(DATA SUPPLIED)
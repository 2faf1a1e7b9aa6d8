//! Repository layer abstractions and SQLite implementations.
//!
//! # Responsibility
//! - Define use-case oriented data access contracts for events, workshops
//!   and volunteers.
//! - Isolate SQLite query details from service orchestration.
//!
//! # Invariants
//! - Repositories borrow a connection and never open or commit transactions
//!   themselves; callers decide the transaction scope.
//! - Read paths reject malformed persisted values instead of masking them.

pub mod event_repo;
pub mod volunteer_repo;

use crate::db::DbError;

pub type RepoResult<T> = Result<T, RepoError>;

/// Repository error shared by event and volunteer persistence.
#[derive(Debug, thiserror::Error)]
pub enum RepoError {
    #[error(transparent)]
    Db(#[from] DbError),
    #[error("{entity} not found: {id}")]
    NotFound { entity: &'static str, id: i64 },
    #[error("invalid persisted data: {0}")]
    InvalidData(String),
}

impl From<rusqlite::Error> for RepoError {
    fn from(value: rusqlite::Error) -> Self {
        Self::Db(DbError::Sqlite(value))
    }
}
==
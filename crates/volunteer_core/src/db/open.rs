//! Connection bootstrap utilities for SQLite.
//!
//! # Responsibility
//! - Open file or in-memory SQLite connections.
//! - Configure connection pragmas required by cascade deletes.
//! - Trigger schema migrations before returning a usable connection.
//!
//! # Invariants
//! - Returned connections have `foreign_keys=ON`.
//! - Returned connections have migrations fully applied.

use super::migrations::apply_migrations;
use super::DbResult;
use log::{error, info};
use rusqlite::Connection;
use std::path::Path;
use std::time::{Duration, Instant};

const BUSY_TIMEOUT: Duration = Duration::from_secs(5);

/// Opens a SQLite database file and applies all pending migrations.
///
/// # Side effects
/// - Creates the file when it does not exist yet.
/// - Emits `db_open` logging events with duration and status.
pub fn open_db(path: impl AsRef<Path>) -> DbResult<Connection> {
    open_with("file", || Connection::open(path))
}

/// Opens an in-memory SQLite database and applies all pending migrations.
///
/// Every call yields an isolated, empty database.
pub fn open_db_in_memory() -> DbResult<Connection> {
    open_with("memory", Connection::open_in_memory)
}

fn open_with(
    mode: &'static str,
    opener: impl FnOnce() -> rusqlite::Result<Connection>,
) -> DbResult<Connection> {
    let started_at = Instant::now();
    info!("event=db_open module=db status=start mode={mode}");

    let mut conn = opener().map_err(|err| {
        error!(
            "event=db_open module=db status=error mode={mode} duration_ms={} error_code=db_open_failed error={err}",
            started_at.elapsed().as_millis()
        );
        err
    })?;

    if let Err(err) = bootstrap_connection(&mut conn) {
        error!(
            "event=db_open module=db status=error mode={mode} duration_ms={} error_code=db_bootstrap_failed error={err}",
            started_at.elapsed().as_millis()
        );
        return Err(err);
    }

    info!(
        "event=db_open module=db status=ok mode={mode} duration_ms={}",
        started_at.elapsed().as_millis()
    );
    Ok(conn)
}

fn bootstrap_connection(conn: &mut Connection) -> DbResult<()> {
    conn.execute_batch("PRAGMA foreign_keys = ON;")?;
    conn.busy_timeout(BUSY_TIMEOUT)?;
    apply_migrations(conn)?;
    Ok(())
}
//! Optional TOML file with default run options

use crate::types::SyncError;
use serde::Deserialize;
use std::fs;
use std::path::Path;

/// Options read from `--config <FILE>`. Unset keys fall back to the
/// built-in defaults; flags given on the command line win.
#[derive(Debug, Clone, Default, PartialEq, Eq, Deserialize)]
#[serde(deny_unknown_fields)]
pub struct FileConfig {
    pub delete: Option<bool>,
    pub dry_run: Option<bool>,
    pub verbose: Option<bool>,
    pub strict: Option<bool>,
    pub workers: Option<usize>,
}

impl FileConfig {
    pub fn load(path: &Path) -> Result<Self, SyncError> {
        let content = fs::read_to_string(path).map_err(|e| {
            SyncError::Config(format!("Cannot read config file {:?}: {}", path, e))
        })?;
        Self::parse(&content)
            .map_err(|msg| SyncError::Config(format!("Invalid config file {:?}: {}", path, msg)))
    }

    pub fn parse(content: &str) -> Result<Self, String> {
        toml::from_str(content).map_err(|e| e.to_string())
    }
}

(REQUIREMENT) How many lines in the listing above contain the string "applies"? Answer with the number only.

(SOLVED EXERCISE) 2